At the same time, the cubes represented the field of action and living space of a small group of Mongolian desert gerbils; a “biological system”. The animals bumped into cubes,destroyed their arrangement and construction, and caused towers to collapse.
The
intention was then for the mechanism of SEEK to sense the physical environment, influence it, and attempt to come to terms with unexpected local events within this environment. The computer-operated robot arm was to learn to “read” the unpredictable behaviour of the gerbils from the alterations in the location of the cubes, analysing it and thus developing patterns with which to predict the future behaviour of the living creatures (gerbils).

However, this was only a success on a metaphorical level.

In 2007 Professor Lutz Dammbeck re made "Seek" as part of seems to be a research project. He has also used his findings to make some sort of film.
Both of these things I do not have much information about but here is some of the stuff I found...

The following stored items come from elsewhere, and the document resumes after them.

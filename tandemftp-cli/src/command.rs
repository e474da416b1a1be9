use std::path::PathBuf;
use std::str::FromStr;

#[derive(Debug, PartialEq, Eq)]
pub enum Command {
    Cdup,
    Connect(String, bool),
    Cwd(String),
    Feat,
    Help,
    List(Option<String>),
    Login,
    Mdtm(String),
    Mkdir(String),
    Nlst(Option<String>),
    Noop,
    Put(PathBuf, String, u64),
    Pwd,
    Quit,
    Rename(String, String),
    Retr(String, PathBuf, u64),
    Rm(String),
    Rmdir(String),
    Rmtree(String),
    Size(String),
}

impl FromStr for Command {
    type Err = &'static str;

    fn from_str(s: &str) -> Result<Self, Self::Err> {
        // Split string by space
        let mut args = s.split_ascii_whitespace();
        // Match args
        match args.next() {
            Some(cmd) => match cmd.to_ascii_uppercase().as_str() {
                "CDUP" => Ok(Self::Cdup),
                "CONNECT" => match args.next() {
                    Some(addr) => Ok(Self::Connect(addr.to_string(), false)),
                    None => Err("Missing `addr` field"),
                },
                "CONNECT+S" => match args.next() {
                    Some(addr) => Ok(Self::Connect(addr.to_string(), true)),
                    None => Err("Missing `addr` field"),
                },
                "CWD" => match args.next() {
                    Some(p) => Ok(Self::Cwd(p.to_string())),
                    None => Err("Missing `dir` field"),
                },
                "FEAT" => Ok(Self::Feat),
                "HELP" => Ok(Self::Help),
                "LIST" => Ok(Self::List(args.next().map(|x| x.to_string()))),
                "LOGIN" => Ok(Self::Login),
                "MDTM" => match args.next() {
                    Some(file) => Ok(Self::Mdtm(file.to_string())),
                    None => Err("Missing `file` field"),
                },
                "MKDIR" => match args.next() {
                    Some(dir) => Ok(Self::Mkdir(dir.to_string())),
                    None => Err("Missing `dir` field"),
                },
                "NLST" => Ok(Self::Nlst(args.next().map(|x| x.to_string()))),
                "NOOP" => Ok(Self::Noop),
                "PUT" => {
                    let local: PathBuf = match args.next() {
                        Some(l) => PathBuf::from(l),
                        None => return Err("Missing `source` field"),
                    };
                    let dest = match args.next() {
                        Some(d) => d.to_string(),
                        None => return Err("Missing `dest` field"),
                    };
                    Ok(Self::Put(local, dest, offset(args.next())?))
                }
                "PWD" => Ok(Self::Pwd),
                "QUIT" => Ok(Self::Quit),
                "RENAME" => {
                    let src: String = match args.next() {
                        Some(s) => s.to_string(),
                        None => return Err("Missing `src` field"),
                    };
                    match args.next() {
                        Some(d) => Ok(Self::Rename(src, d.to_string())),
                        None => Err("Missing `dest` field"),
                    }
                }
                "RETR" => {
                    let file: String = match args.next() {
                        Some(f) => f.to_string(),
                        None => return Err("Missing `file` field"),
                    };
                    let dest = match args.next() {
                        Some(d) => PathBuf::from(d),
                        None => return Err("Missing `dest` field"),
                    };
                    Ok(Self::Retr(file, dest, offset(args.next())?))
                }
                "RM" => match args.next() {
                    Some(file) => Ok(Self::Rm(file.to_string())),
                    None => Err("Missing `file` field"),
                },
                "RMDIR" => match args.next() {
                    Some(dir) => Ok(Self::Rmdir(dir.to_string())),
                    None => Err("Missing `dir` field"),
                },
                "RMTREE" => match args.next() {
                    Some(dir) => Ok(Self::Rmtree(dir.to_string())),
                    None => Err("Missing `dir` field"),
                },
                "SIZE" => match args.next() {
                    Some(file) => Ok(Self::Size(file.to_string())),
                    None => Err("Missing `file` field"),
                },
                _ => Err("Unknown command"),
            },
            None => Err("Unknown command"),
        }
    }
}

/// Optional resume offset; 0 if missing
fn offset(arg: Option<&str>) -> Result<u64, &'static str> {
    match arg {
        Some(offset) => offset.parse().map_err(|_| "Invalid `offset` field"),
        None => Ok(0),
    }
}

#[cfg(test)]
mod test {

    use pretty_assertions::assert_eq;

    use super::*;

    #[test]
    fn should_parse_commands() {
        assert_eq!(Command::from_str("cdup").unwrap(), Command::Cdup);
        assert_eq!(
            Command::from_str("CONNECT+S ftp.example.com:21").unwrap(),
            Command::Connect(String::from("ftp.example.com:21"), true)
        );
        assert_eq!(Command::from_str("LIST").unwrap(), Command::List(None));
        assert_eq!(
            Command::from_str("nlst /pub\n").unwrap(),
            Command::Nlst(Some(String::from("/pub")))
        );
        assert_eq!(
            Command::from_str("RMTREE /tmp/old").unwrap(),
            Command::Rmtree(String::from("/tmp/old"))
        );
    }

    #[test]
    fn should_parse_resume_offsets() {
        assert_eq!(
            Command::from_str("RETR big.iso ./big.iso 1024").unwrap(),
            Command::Retr(String::from("big.iso"), PathBuf::from("./big.iso"), 1024)
        );
        assert_eq!(
            Command::from_str("PUT ./a.txt a.txt").unwrap(),
            Command::Put(PathBuf::from("./a.txt"), String::from("a.txt"), 0)
        );
        assert!(Command::from_str("RETR big.iso ./big.iso many").is_err());
    }

    #[test]
    fn should_reject_bad_commands() {
        assert!(Command::from_str("").is_err());
        assert!(Command::from_str("MODE ACTIVE").is_err());
        assert!(Command::from_str("CWD").is_err());
        assert!(Command::from_str("RENAME a").is_err());
    }
}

http://www.t-h-e-n-e-t.com/start_html.htm
This appears to be the site that goes with the film. You can find a trailer on here but they are speaking German so I don't know what they are talking about.
However, after a little searching I think I found what the voice over in the trailer is saying.... I may be wrong though "Pop and Op Art, Mixed Media, Happenings, artists like John Cage, Nam June Paik and Andy Warhol, bands like the Grateful Dead and The Velvet Underground - that was a cocktail of revolt, rock and pop, which fascinated me. The message was: everything is possible, reality is arbitrarily changeable. You are what you want! On closer inspection seemed to me this mix, but only part of a much more complex "meta-system" to be art and which is included with the computer, but much more involved. Initially I was one of at least equal role of art in relation to science and new technologies is assumed. But the more I researched, the more faded, the image of a modern multi-media with the aura of the critical "others". It seemed to me that this art is not noise, but rather amplifier system was, and that long before "from the counter-culture was the culture," as Stewart Brand in "The Net" formulated. So I started more and more for architects and designers of this scientific and technically based "meta-system" to be interested - and for their clients. My research led me to the beginnings of cybernetics, systems theory, bionics, the parallel computing, artificial intelligence, the construction of computers and the constructivism than thought. Soon I came to the legendary Macy conferences, where from 1946 to 195
3 elite scientists, science managers and officials of various U.S. agencies (sometimes even the CIA) participated, and the ground for a symbolic world as an "open system" developed. In retrospect appear Macy Conferences as the place where "a theory Does the enforcement could be observed."
THANKS GOOGLE TRANSLATE!
You can also find a short interview with Jack Burnham on here.

http://www.projektklasse.de/html/personen/lehrende.html
This has a few images of the "Seek" replica. But not much information on the actual replica.

























An image from "seek" replica.
http://www.coma-berlin.com/exhibitions/dammbeck/pics/Maus%201.jpg


Nicholas Negroponte

Interesting guy... here is a sexy picture of him.

Founder of M.I.T and also the founder of One Laptop Per Child (OLPC). http://www.laptop.org/en/

I feel a bit YUCK about this whole OLPC thing. I am torn between whether I think it is a good or bad thing.
Is it just a sugar coated sheep's dropping made to look like a crispy M&M?
When you go to the website you are greeted with pictures of happy children in developing countries with their lovely green laptops.
The question you ask yourself is, do these children actually need fancy laptops or do they need clean water and sufficient health care? Is Negroponte trying to convince us that a laptop is just as much of a need as clean water.....?
Mmmmm not so sexy after all Negroponte.